I found a lot of posts about putting multiple ids in one column in the form of a separate 1:* link table. But for my needs, I have 6 columns that have this occurring. I understand that the logical solution is following the one above would be to make similar link tables for each of the columns, but is that the best course of action? How would this affect the performance or speed of the query to call all necessary data for this one row of data? Any insight is greatly appreciated, and I apologize if there was, in fact, a similar post that I had missed.
Edit:
"tile": "news",
"release_date": "--",
"scheduled_release_date": "2023-11-23",
"target_audience": "Only Staff",
"role_ids": "2",
"sub_role_ids": "4,5,7",
"region_ids": "16,2",
"district_ids": "6,207,55,94",
"campus_ids": "15,62,2699,483",
"plan_ids": "28,84,3",
"group_ids": "94,32",
"creator_ids": "Erika"
An example row of what might be found in the table.
CodePudding user response:
In a normalized database, a multi-valued attribute should be stored as rows in a child table.
The fact that you have several multi-valued attributes in this table doesn't change that design principle. Every multi-valued attribute gets its own child table.
This does unfortunately create an issue if you need to fetch all the values from multiple child tables, because they tend to multiply together. For example, if you have four district_ids
and four campus_ids
, and you join to both tables, you get sixteen rows in the result. There's a Cartesian product between the two child tables. This gets even worse if you join to more child tables that each have multiple matching rows.
One solution is to avoid joining to multiple child tables in a single query where possible. It may be better to do multiple queries, one for each child table, just to avoid the Cartesian products.
Another solution is to GROUP BY
the primary key of the parent table, and recombine the lists using GROUP_CONCAT()
. This feels like returning to using comma-separated lists, but only for query results, not for storage. You still get the benefits of normalization — avoiding redundancy and data anomalies.
Another solution would be to find a way to relate the values from the child tables, so they aren't combined in a Cartesian product. This could be done by window functions like rank or row number if there's no other natural way to relate them.
Some people try to solve this by creating a single child table for all the multi-valued attributes. This breaks Fourth Normal Form. See my answer to https://stackoverflow.com/a/7084586/20860 for explanation of what can go wrong in that solution.
CodePudding user response:
link tables for each of the columns, but is that the best course of action?

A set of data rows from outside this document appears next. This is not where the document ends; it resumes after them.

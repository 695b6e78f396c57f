//! CLI entry point for httpwrap.

use std::io::{self, Write};
use std::time::Duration;

use anyhow::{Context, Result, bail};
use clap::Parser;
use httpwrap::{Client, ClientConfig, Response, default_config_path};
use tracing::{debug, info};

mod cli;

use cli::{Args, Command};

#[tokio::main]
async fn main() -> Result<()> {
    // Parse CLI arguments first (before tracing, so --help works without logs)
    let args = Args::parse();

    // Priority: RUST_LOG env var > quiet flag > verbose flag > default (info)
    let default_level = if args.quiet {
        "error"
    } else {
        match args.verbose {
            0 => "info",
            1 => "debug",
            _ => "trace",
        }
    };

    let filter = tracing_subscriber::EnvFilter::try_from_default_env()
        .unwrap_or_else(|_| tracing_subscriber::EnvFilter::new(default_level));

    tracing_subscriber::fmt()
        .with_env_filter(filter)
        .with_writer(io::stderr)
        .init();

    debug!(?args, "CLI arguments parsed");

    let config = resolve_config(&args)?;
    let client = Client::with_config(config).context("Failed to build HTTP client")?;

    match &args.command {
        Command::Get { url } => {
            let response = client
                .get(url)
                .await
                .with_context(|| format!("GET {url} failed"))?;
            print_response(&response)?;
        }
        Command::Post {
            url,
            content_type,
            data,
        } => {
            let response = client
                .post(url, content_type, data.as_bytes().to_vec())
                .await
                .with_context(|| format!("POST {url} failed"))?;
            print_response(&response)?;
        }
        Command::Download { url, path } => {
            client
                .download_file(url, path)
                .await
                .with_context(|| format!("Failed to download {url}"))?;
            info!(path = %path.display(), "Saved");
        }
    }

    Ok(())
}

/// Built-in defaults, then the config file, then CLI flags.
fn resolve_config(args: &Args) -> Result<ClientConfig> {
    let path = args.config.clone().or_else(|| default_config_path().filter(|path| path.exists()));

    let mut config = match path {
        Some(path) => {
            debug!(path = %path.display(), "loading config file");
            ClientConfig::load(&path)?
        }
        None => ClientConfig::default(),
    };

    if let Some(secs) = args.timeout {
        config.timeout = Duration::from_secs(secs);
    }
    if args.insecure {
        config.skip_tls_verify = true;
    }
    Ok(config)
}

fn print_response(response: &Response) -> Result<()> {
    info!(status = %response.status, bytes = response.body.len(), "Response received");

    let mut stdout = io::stdout().lock();
    stdout.write_all(&response.body)?;
    stdout.flush()?;

    if !response.is_success() {
        bail!("request failed: {}", response.status);
    }
    Ok(())
}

Short answer: Usually better to have the 'link tables'.
Tradeoffs:
With a commalist (like you have), it is messy and slow to look into such for a particular value. See FIND_IN_SET()
if you must.
If that is an "opaque" string that MySQL won't look into (for WHERE
, etc), then fine. Think of as a JPG. You never need to pick a row based on some pixels in the image. See GROUP_CONCAT()
for constructing a commalist from multiple rows.